Exercise prompt: Once the line containing "let store = storage::open_store(&config.settings()).await?;" is found, retype it and each line after it through the last entry below, word for word, and nothing else.
*** Data shown Section Begins ***
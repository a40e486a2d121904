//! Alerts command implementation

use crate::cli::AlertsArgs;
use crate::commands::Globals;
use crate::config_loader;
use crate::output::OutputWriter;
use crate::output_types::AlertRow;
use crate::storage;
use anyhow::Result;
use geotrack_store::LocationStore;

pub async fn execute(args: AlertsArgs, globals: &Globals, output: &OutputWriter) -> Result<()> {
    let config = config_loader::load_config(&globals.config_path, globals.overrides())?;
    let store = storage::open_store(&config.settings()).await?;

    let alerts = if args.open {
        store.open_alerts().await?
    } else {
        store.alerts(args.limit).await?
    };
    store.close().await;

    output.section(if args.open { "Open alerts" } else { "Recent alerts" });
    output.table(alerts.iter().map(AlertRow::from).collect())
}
*** Data shown Section Ends ***
Final answer:
    let store = storage::open_store(&config.settings()).await?;

    let alerts = if args.open {
        store.open_alerts().await?
    } else {
        store.alerts(args.limit).await?
    };
    store.close().await;

    output.section(if args.open { "Open alerts" } else { "Recent alerts" });
    output.table(alerts.iter().map(AlertRow::from).collect())
}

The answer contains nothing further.